New discovery about the origin of rice

On the latest issue of the Proceedings of the National Academy of Sciences (PNAS), a team of researchers found that rice may have first appeared about 9,000 years ago in China's Yangtze river valley. According to the results of a study of thousands of years of evolutionary history through large-scale rice sequence analysis .

Asian rice, Oryza sativa , is one of the oldest and very diverse crops with tens of thousands of varieties known worldwide. Two major subspecies of rice are japonica and indica that represent most of the world's rice varieties. Because rice is so diverse, its origin is the subject of many scientific debates. One theory is that indica and japonica have been domesticated from wild rice O. rufipogon. In contrast, one hypothesis suggests that these two rice subspecies were separately domesticated in different parts of Asia due to observations that the genetic differences between indica and japonica and the results of the relationship test Evolutionary system between pure rice varieties in India and China.

Picture 1 of New discovery about the origin of rice
Images of Vietnamese rice fields prepare harvest season (Photo: IAEA.org)

In this study, the researchers used previously published data (suggesting that indica and japonica rice originated separately) and reevaluated the phylogeny of rice with more modern algorithms. Finally, they concluded that these two rice species have the same origin because they have a closer genetic relationship than any other wild rice species found in India or China .

In addition, the authors examined phylogenetic production of pure rice by rearranging 630 gene segments on chromosomes selected from a diverse set of wild and domesticated rice varieties using the previous model. used to review human evolutionary genetic data. The resulting data arrangement shows that the genetic sequence is consistent with a single source of rice. Scientists have also used a " molecular clock " of rice genes to determine the evolution of rice. Depending on how these molecular clocks are calibrated, the researchers determined the occurrence of rice grown probably from 8,200 years ago, while japonica and indica were about 3,900 years apart. The results of this study are consistent with archaeological studies suggesting that pure rice in the Yangtze River valley appeared about 8,000 to 9,000 years ago while pure rice in the Ganges region of India was about 4,000 years ago. .

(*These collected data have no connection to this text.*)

use std::{
    collections::HashMap,
    path::{Path, PathBuf},
};

use crate::{
    assets::decode::{PreparedImage, decode_image, decode_svg},
    foundation::error::{OculaError, OculaResult},
};

/// Default raster edge for SVG assets.
pub const DEFAULT_SVG_SIZE: u32 = 1024;

/// Prepared images keyed by asset name.
#[derive(Clone, Debug)]
pub struct ImageStore {
    images: HashMap<String, PreparedImage>,
    svg_size: u32,
}

/// Outcome of [`ImageStore::load_dir`].
#[derive(Debug, Default)]
pub struct LoadReport {
    /// Names that decoded and were inserted.
    pub loaded: Vec<String>,
    /// Names that could not be read or decoded, with the reason.
    pub failed: Vec<(String, OculaError)>,
}

impl LoadReport {
    /// `true` when every requested name loaded.
    pub fn is_complete(&self) -> bool {
        self.failed.is_empty()
    }
}

impl Default for ImageStore {
    fn default() -> Self {
        Self::new()
    }
}

impl ImageStore {
    /// Empty store rasterizing SVGs at [`DEFAULT_SVG_SIZE`].
    pub fn new() -> Self {
        Self::with_svg_size(DEFAULT_SVG_SIZE)
    }

    /// Store that rasterizes SVG assets into `size` x `size` squares.
    pub fn with_svg_size(size: u32) -> Self {
        Self {
            images: HashMap::new(),
            svg_size: size.max(1),
        }
    }

    /// Prepared image stored under `name`.
    pub fn get(&self, name: &str) -> Option<&PreparedImage> {
        self.images.get(name)
    }

    /// `true` when `name` has a prepared image.
    pub fn contains(&self, name: &str) -> bool {
        self.images.contains_key(name)
    }

    /// Number of prepared images.
    pub fn len(&self) -> usize {
        self.images.len()
    }

    /// `true` when nothing is loaded.
    pub fn is_empty(&self) -> bool {
        self.images.is_empty()
    }

    /// Store an already prepared image, replacing any previous one.
    pub fn insert(&mut self, name: impl Into<String>, image: PreparedImage) {
        self.images.insert(name.into(), image);
    }

    /// Decode and store encoded bytes. Names ending in `.svg` are parsed as
    /// SVG, everything else goes through the raster decoders.
    pub fn insert_from_bytes(&mut self, name: &str, bytes: &[u8]) -> OculaResult<()> {
        let image = if is_svg(name) {
            decode_svg(bytes, self.svg_size, self.svg_size)?
        } else {
            decode_image(bytes)?
        };
        self.insert(name, image);
        Ok(())
    }

    /// Try to load every name from `dir`. Failures are collected, not fatal.
    pub fn load_dir<'a>(
        &mut self,
        dir: impl AsRef<Path>,
        names: impl IntoIterator<Item = &'a str>,
    ) -> LoadReport {
        let dir = dir.as_ref();
        let mut report = LoadReport::default();
        for name in names {
            match self.load_one(dir, name) {
                Ok(()) => report.loaded.push(name.to_owned()),
                Err(e) => report.failed.push((name.to_owned(), e)),
            }
        }
        report
    }

    fn load_one(&mut self, dir: &Path, name: &str) -> OculaResult<()> {
        let path = resolve(dir, name)?;
        let bytes = std::fs::read(&path).map_err(|e| {
            OculaError::asset(format!("failed to read asset '{}': {e}", path.display()))
        })?;
        self.insert_from_bytes(name, &bytes)
    }
}

fn is_svg(name: &str) -> bool {
    Path::new(name)
        .extension()
        .is_some_and(|ext| ext.eq_ignore_ascii_case("svg"))
}

/// Join a relative asset name onto `dir`, refusing absolute paths and `..`.
fn resolve(dir: &Path, name: &str) -> OculaResult<PathBuf> {
    let s = name.replace('\\', "/");
    if s.starts_with('/') {
        return Err(OculaError::validation("asset paths must be relative"));
    }
    let mut out = dir.to_path_buf();
    let mut any = false;
    for part in s.split('/') {
        if part.is_empty() || part == "." {
            continue;
        }
        if part == ".." {
            return Err(OculaError::validation("asset paths must not contain '..'"));
        }
        out.push(part);
        any = true;
    }
    if !any {
        return Err(OculaError::validation("asset path must contain a file name"));
    }
    Ok(out)
}

#[cfg(test)]
#[path = "../../tests/unit/assets/store.rs"]
mod tests;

According to Michael Purugganan, a biologist and co-author of the study, "when pure rice is brought by traders and farmers from China to India, it is likely to cross-breed with local wild rice. So , pure rice that we think originated in India actually had a beginning in China 'and' rice has a complicated evolutionary history along with humans and it followed them when they moved. across Asia ', said Barbara A. Schaal, Mary-Dell Chilton professor of biology at Washington University in St. Louis, who is also a co-author.